### DATASET EXTRACT
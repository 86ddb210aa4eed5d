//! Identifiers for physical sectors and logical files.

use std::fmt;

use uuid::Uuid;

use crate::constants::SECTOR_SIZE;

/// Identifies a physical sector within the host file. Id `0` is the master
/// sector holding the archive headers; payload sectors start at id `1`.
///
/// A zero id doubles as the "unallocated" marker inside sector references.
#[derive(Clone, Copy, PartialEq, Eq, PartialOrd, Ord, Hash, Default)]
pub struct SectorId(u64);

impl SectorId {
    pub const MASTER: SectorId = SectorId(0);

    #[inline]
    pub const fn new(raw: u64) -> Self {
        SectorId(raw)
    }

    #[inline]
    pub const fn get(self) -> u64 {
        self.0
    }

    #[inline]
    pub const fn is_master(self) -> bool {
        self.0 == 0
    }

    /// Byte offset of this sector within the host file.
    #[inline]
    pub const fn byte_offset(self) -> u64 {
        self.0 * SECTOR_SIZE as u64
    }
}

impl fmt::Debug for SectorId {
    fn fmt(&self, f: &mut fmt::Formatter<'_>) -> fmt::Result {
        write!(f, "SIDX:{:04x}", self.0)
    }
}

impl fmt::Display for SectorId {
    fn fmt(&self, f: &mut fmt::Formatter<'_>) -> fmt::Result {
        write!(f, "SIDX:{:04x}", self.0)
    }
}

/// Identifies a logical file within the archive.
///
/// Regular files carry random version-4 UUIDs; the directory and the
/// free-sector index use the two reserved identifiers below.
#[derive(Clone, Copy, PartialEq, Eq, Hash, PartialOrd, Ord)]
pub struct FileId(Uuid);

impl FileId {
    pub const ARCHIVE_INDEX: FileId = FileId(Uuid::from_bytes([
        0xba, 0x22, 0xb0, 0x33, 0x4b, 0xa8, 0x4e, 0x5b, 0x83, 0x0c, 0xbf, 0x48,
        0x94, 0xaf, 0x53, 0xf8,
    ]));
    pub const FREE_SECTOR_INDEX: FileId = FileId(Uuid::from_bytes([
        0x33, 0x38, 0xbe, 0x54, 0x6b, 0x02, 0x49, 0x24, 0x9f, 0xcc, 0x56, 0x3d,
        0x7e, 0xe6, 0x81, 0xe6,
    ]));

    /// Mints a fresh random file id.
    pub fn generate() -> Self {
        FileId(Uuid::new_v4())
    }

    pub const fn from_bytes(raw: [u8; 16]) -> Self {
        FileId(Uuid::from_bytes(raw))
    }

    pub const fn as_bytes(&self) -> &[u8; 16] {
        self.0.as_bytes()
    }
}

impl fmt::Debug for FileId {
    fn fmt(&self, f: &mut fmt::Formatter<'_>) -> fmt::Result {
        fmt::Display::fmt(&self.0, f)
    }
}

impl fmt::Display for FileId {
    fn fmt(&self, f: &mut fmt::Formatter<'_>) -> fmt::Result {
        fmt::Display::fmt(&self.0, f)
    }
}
==
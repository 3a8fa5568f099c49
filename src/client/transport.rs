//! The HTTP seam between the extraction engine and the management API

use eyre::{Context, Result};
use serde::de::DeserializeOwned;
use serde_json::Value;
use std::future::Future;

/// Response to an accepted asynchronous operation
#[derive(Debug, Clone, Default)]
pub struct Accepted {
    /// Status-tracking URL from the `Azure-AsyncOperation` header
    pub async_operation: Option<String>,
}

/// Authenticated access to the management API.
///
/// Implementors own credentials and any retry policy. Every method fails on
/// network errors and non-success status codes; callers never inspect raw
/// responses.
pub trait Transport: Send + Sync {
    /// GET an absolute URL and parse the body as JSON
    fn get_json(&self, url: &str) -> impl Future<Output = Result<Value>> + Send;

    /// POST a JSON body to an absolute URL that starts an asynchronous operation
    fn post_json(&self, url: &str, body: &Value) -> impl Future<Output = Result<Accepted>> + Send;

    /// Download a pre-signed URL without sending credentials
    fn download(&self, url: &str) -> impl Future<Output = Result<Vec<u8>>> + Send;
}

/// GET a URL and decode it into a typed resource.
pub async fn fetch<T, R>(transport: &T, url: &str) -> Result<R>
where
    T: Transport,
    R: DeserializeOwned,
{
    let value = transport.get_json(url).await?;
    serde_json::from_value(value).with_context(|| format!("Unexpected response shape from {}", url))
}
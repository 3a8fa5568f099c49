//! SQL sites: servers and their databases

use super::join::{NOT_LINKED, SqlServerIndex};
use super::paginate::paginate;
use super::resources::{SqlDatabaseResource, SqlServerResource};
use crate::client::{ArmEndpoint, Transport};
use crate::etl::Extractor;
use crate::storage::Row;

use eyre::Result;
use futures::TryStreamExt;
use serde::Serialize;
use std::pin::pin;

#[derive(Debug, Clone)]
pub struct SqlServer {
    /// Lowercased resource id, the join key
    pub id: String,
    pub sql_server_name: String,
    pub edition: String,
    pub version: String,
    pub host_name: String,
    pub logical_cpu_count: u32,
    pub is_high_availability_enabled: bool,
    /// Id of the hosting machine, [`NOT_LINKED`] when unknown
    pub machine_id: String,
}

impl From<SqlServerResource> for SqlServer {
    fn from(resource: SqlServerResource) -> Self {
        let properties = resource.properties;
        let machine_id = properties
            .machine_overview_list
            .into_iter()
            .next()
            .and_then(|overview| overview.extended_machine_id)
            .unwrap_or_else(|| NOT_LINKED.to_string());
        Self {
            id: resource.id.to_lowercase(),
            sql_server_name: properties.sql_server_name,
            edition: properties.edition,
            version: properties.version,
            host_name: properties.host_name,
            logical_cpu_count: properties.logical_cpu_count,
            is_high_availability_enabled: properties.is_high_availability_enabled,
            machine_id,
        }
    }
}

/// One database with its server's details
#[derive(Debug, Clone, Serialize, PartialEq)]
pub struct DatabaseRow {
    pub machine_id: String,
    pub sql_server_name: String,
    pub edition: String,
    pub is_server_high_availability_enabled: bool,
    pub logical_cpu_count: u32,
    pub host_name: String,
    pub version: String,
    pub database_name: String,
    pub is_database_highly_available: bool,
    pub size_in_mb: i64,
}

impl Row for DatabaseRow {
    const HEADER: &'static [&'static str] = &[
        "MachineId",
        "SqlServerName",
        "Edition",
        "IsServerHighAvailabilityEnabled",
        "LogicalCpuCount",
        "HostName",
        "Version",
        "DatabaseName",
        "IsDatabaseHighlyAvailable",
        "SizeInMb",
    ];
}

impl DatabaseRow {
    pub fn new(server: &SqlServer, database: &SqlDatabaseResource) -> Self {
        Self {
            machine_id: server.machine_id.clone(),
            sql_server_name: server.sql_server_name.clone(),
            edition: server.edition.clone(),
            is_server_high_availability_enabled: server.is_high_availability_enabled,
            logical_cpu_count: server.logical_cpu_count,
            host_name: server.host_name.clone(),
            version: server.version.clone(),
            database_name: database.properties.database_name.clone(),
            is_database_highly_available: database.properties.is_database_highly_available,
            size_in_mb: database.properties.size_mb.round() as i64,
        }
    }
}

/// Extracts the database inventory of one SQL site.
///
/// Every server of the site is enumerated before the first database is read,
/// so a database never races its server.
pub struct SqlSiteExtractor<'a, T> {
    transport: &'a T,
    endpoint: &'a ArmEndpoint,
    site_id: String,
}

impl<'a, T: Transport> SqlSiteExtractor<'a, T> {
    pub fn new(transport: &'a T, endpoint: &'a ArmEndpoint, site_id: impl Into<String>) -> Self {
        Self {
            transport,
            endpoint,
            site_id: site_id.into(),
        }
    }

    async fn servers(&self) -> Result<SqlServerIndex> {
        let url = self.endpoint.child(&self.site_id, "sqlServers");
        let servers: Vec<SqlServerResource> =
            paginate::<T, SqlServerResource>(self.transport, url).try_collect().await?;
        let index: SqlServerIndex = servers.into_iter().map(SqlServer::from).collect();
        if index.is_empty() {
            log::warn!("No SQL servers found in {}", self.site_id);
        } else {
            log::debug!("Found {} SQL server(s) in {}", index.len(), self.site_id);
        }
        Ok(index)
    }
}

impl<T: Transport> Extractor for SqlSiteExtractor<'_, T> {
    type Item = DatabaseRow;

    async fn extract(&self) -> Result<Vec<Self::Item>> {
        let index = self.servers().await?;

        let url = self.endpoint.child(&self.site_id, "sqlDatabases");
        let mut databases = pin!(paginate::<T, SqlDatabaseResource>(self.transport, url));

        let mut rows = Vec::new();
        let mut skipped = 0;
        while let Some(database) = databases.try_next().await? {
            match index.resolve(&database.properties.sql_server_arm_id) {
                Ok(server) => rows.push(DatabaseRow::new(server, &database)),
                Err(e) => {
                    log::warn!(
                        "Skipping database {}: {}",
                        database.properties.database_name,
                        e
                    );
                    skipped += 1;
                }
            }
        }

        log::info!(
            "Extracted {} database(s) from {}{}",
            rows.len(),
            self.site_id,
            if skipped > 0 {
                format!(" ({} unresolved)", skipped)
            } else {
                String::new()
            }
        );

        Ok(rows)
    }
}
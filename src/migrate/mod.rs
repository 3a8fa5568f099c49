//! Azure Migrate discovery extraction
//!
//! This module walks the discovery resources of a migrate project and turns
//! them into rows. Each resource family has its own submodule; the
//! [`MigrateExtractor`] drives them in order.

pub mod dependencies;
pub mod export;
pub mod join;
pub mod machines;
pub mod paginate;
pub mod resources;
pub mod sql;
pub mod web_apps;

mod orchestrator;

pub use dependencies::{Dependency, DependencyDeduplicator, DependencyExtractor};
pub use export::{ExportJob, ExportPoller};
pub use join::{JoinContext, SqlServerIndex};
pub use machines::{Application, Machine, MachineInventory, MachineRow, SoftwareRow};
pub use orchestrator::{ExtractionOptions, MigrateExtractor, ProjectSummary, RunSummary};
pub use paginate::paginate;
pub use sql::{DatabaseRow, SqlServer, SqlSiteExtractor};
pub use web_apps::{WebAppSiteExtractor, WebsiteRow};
...
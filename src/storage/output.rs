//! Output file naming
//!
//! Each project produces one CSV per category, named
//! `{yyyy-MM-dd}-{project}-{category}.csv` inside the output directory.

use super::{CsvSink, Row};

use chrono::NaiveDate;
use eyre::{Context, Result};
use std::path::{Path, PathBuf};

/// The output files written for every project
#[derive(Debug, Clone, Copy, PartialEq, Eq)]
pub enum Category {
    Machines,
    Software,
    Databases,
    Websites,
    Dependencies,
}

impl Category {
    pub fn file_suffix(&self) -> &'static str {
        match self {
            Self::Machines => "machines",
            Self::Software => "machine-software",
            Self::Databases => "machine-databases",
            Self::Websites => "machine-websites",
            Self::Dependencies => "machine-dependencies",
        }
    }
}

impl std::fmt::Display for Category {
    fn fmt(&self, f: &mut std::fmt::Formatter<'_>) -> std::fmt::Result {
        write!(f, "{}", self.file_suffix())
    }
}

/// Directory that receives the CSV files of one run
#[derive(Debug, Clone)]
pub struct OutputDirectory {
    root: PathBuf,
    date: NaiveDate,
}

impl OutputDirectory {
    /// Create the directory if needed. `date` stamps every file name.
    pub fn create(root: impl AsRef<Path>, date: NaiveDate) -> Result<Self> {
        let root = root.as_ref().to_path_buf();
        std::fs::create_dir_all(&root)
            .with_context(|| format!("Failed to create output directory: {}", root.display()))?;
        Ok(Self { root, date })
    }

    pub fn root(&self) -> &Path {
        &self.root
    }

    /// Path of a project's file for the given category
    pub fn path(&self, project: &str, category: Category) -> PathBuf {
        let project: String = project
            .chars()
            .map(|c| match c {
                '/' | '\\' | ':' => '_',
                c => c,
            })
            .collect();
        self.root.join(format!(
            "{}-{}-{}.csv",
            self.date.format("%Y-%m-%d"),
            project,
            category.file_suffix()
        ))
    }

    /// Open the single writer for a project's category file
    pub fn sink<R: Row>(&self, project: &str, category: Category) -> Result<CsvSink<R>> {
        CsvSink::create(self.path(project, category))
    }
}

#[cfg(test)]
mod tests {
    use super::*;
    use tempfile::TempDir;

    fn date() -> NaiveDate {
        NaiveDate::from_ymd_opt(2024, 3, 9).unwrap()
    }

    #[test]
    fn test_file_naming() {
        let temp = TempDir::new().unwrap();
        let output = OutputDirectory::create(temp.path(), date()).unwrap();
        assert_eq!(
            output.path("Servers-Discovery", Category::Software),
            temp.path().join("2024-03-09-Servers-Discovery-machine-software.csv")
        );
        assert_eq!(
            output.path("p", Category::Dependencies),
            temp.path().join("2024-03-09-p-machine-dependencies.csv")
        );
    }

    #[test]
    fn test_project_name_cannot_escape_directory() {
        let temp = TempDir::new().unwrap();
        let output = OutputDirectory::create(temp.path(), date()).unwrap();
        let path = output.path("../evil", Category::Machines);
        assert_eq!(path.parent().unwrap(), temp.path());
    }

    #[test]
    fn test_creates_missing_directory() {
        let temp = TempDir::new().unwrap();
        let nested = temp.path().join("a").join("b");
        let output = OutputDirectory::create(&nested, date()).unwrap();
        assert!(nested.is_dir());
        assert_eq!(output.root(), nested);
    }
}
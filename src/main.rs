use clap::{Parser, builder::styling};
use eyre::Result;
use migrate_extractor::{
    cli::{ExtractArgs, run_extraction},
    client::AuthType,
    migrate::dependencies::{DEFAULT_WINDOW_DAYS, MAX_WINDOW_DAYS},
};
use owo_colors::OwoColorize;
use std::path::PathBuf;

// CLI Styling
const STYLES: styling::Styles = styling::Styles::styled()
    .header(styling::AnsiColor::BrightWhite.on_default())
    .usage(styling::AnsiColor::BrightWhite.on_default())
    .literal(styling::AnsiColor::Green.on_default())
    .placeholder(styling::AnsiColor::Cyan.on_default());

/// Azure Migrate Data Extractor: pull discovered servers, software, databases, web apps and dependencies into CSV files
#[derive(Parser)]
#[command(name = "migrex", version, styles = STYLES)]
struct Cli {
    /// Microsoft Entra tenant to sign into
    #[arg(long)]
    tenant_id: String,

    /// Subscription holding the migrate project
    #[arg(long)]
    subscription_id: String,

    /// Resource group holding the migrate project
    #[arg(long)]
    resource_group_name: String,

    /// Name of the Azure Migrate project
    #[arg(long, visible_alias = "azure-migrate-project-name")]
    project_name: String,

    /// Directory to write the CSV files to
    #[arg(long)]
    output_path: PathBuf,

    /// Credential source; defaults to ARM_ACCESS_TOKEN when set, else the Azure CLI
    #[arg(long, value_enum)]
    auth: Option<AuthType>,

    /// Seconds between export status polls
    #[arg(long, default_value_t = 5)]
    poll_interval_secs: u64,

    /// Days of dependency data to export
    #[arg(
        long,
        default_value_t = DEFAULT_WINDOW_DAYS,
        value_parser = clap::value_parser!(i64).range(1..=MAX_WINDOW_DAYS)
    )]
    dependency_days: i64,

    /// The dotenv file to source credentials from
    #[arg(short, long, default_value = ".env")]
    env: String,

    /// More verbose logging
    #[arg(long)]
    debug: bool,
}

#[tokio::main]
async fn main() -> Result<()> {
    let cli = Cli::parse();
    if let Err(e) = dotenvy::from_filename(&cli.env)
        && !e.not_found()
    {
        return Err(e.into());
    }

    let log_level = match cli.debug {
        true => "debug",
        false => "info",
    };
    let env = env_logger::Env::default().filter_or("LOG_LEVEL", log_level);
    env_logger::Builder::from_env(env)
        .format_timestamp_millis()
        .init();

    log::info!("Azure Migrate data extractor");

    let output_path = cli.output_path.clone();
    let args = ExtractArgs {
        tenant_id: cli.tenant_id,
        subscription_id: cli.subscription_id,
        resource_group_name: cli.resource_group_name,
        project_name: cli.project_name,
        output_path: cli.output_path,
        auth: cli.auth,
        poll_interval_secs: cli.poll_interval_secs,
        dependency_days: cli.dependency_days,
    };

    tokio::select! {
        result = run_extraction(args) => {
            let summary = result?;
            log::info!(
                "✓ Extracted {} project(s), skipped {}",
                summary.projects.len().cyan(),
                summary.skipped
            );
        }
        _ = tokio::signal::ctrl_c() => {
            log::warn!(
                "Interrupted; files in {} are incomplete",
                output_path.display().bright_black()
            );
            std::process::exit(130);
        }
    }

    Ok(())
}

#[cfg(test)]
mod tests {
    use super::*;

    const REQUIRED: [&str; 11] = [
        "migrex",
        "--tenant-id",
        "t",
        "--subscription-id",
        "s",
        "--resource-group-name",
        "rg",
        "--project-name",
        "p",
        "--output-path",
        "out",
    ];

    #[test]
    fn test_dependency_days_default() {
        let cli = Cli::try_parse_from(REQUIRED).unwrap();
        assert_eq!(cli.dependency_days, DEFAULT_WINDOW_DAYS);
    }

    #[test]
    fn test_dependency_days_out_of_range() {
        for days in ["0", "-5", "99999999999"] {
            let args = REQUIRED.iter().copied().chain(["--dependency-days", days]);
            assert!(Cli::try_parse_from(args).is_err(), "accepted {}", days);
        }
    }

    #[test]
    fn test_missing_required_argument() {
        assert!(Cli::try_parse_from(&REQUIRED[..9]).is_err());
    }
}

### TASK TO CARRY OUT
Search the entries above for lines containing the word "AnsiColor", and copy each one.

### RESPONSE AREA
    .header(styling::AnsiColor::BrightWhite.on_default())
    .usage(styling::AnsiColor::BrightWhite.on_default())
    .literal(styling::AnsiColor::Green.on_default())
    .placeholder(styling::AnsiColor::Cyan.on_default());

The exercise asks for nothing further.